日本大百科全書(ニッポニカ) の解説
ブラウン(Gordon Brown)
ぶらうん
Gordon Brown
(1951― )
イギリスの政治家。イギリス北部スコットランドの牧師の家に生まれた。「経済学の父」アダム・スミスの故郷で、リノリウム製造が盛んだった鉱工業都市カーコルディで青少年期を過ごし、エジンバラ大学に入学、歴史学を専攻。入学直前、ラグビー中のけがが原因で網膜剥離(はくり)となり、左目の視力を失ったが、優秀な成績で卒業、後に博士号も取得した。1976年からエジンバラ大学などで講師を務め、1980年にはスコットランド・テレビの記者となった。
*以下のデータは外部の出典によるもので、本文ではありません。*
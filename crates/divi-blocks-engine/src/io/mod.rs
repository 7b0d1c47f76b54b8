use std::fs;
use std::path::{Path, PathBuf};

use crate::models::SourceFile;

#[derive(Debug, thiserror::Error)]
pub enum IoError {
    #[error("File not found: {0}")]
    NotFound(PathBuf),
    #[error("IO error: {0}")]
    Io(#[from] std::io::Error),
    #[error("Invalid input directory: {0}")]
    InvalidInputDir(String),
}

/// File extensions treated as exported page markup.
pub const MARKUP_EXTENSIONS: &[&str] = &["txt", "html", "divi"];

/// Read a markup file and return its content
pub fn read_markup(path: &Path) -> Result<String, IoError> {
    if !path.exists() {
        return Err(IoError::NotFound(path.to_path_buf()));
    }
    fs::read_to_string(path).map_err(IoError::Io)
}

/// Write converted output, creating parent directories as needed
pub fn write_output(path: &Path, content: &str) -> Result<(), IoError> {
    if let Some(parent) = path.parent()
        && !parent.as_os_str().is_empty()
    {
        fs::create_dir_all(parent).map_err(IoError::Io)?;
    }

    fs::write(path, content).map_err(IoError::Io)
}

/// Scan for markup files under `root`, sorted by path
pub fn scan_markup_files(root: &Path) -> Result<Vec<PathBuf>, IoError> {
    if !root.is_dir() {
        return Err(IoError::InvalidInputDir(format!(
            "input directory not found: {}",
            root.display()
        )));
    }

    let mut files = Vec::new();
    scan_directory_recursive(root, &mut files)?;
    files.sort();
    Ok(files)
}

/// Expand a list of files and directories into the markup sources to convert.
///
/// Files are kept as given, in order; directories contribute their sorted
/// markup files.
pub fn collect_sources(inputs: &[PathBuf]) -> Result<Vec<SourceFile>, IoError> {
    let mut sources = Vec::new();
    for input in inputs {
        if input.is_dir() {
            sources.extend(scan_markup_files(input)?.into_iter().map(SourceFile::new));
        } else if input.exists() {
            sources.push(SourceFile::new(input.clone()));
        } else {
            return Err(IoError::NotFound(input.clone()));
        }
    }
    Ok(sources)
}

fn scan_directory_recursive(dir: &Path, files: &mut Vec<PathBuf>) -> Result<(), IoError> {
    let entries = fs::read_dir(dir).map_err(IoError::Io)?;

    for entry in entries {
        let entry = entry.map_err(IoError::Io)?;
        let path = entry.path();

        if path.is_dir() {
            scan_directory_recursive(&path, files)?;
        } else if let Some(ext) = path.extension()
            && MARKUP_EXTENSIONS.iter().any(|m| ext == *m)
        {
            files.push(path);
        }
    }

    Ok(())
}

#[cfg(test)]
mod tests {
    use super::*;
    use crate::tests::{create_test_dir, create_test_file};

    #[test]
    fn test_scan_and_load_files() {
        // Given an export directory with markup files
        let dir = create_test_dir();
        create_test_file(&dir, "home.divi", "[et_pb_section][/et_pb_section]");
        create_test_file(&dir, "about.html", "[et_pb_section][/et_pb_section]");

        // When scanning for files
        let files = scan_markup_files(dir.path()).unwrap();

        // Then we find both, sorted
        assert_eq!(files.len(), 2);
        assert_eq!(files[0].file_name().unwrap(), "about.html");
        assert_eq!(files[1].file_name().unwrap(), "home.divi");
    }

    #[test]
    fn test_handle_invalid_input_directory() {
        let result = scan_markup_files(Path::new("/this/path/does/not/exist"));
        assert!(result.is_err());
        assert!(result.unwrap_err().to_string().contains("input directory"));
    }

    #[test]
    fn test_scan_nested_directories() {
        let dir = create_test_dir();
        create_test_file(&dir, "root.txt", "root");

        let sub_dir = dir.path().join("pages");
        std::fs::create_dir(&sub_dir).unwrap();
        std::fs::write(sub_dir.join("nested.divi"), "nested").unwrap();

        let files = scan_markup_files(dir.path()).unwrap();

        assert_eq!(files.len(), 2);
        assert!(files.iter().any(|f| f.file_name().unwrap() == "root.txt"));
        assert!(files.iter().any(|f| f.file_name().unwrap() == "nested.divi"));
    }

    #[test]
    fn test_ignore_non_markup_files() {
        let dir = create_test_dir();
        create_test_file(&dir, "page.divi", "markup");
        create_test_file(&dir, "image.png", "fake image data");
        create_test_file(&dir, "config.json", "{}");

        let files = scan_markup_files(dir.path()).unwrap();

        assert_eq!(files.len(), 1);
        assert_eq!(files[0].file_name().unwrap(), "page.divi");
    }

    #[test]
    fn test_read_markup_success() {
        let dir = create_test_dir();
        let path = create_test_file(&dir, "page.divi", "[et_pb_text]Hi[/et_pb_text]");

        let content = read_markup(&path).unwrap();
        assert_eq!(content, "[et_pb_text]Hi[/et_pb_text]");
    }

    #[test]
    fn test_read_markup_not_found() {
        let dir = create_test_dir();
        let result = read_markup(&dir.path().join("missing.divi"));
        assert!(matches!(result, Err(IoError::NotFound(_))));
    }

    #[test]
    fn test_write_output_creates_parent_directories() {
        let dir = create_test_dir();
        let path = dir.path().join("out").join("nested").join("pages.ndjson");

        write_output(&path, "{}\n").unwrap();

        assert_eq!(std::fs::read_to_string(&path).unwrap(), "{}\n");
        assert!(dir.path().join("out").join("nested").is_dir());
    }

    #[test]
    fn test_write_output_overwrites_existing() {
        let dir = create_test_dir();
        let path = create_test_file(&dir, "out.json", "old");

        write_output(&path, "new").unwrap();

        assert_eq!(std::fs::read_to_string(&path).unwrap(), "new");
    }

    #[test]
    fn test_collect_sources_mixes_files_and_directories() {
        let dir = create_test_dir();
        let single = create_test_file(&dir, "single.txt", "x");
        let sub_dir = dir.path().join("site");
        std::fs::create_dir(&sub_dir).unwrap();
        std::fs::write(sub_dir.join("b.divi"), "b").unwrap();
        std::fs::write(sub_dir.join("a.divi"), "a").unwrap();

        let sources = collect_sources(&[single, sub_dir]).unwrap();
        let titles: Vec<_> = sources.iter().map(|s| s.title()).collect();

        assert_eq!(titles, vec!["single", "a", "b"]);
    }

    #[test]
    fn test_collect_sources_missing_input() {
        let result = collect_sources(&[PathBuf::from("/nope/page.divi")]);
        assert!(matches!(result, Err(IoError::NotFound(_))));
    }
}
サッチャー保守党政権時代の1983年に、労働党から下院議員に初当選。当初はサッチャー政権の国有企業民営化に反対するなど伝統的左派イデオロギーの信奉者だったが、やがて現実主義路線に転換。1997年に、旧来の左翼でもなく、新自由主義でもない「第三の道」を掲げるブレア労働党政権が成立すると、財務相となり、イングランド銀行に金利決定権をゆだねる自由主義的な政策を発表した。イギリス近代史上において、財務相の在任期間は最長を誇る。2007年6月ブレア首相の退任に伴い首相に就任。2008年の経済・金融危機以来、経済・雇用状況が低迷、また財政赤字の削減が進展しないなかで行われた2010年5月の総選挙で大敗し、第一党の座を保守党に明け渡し退陣。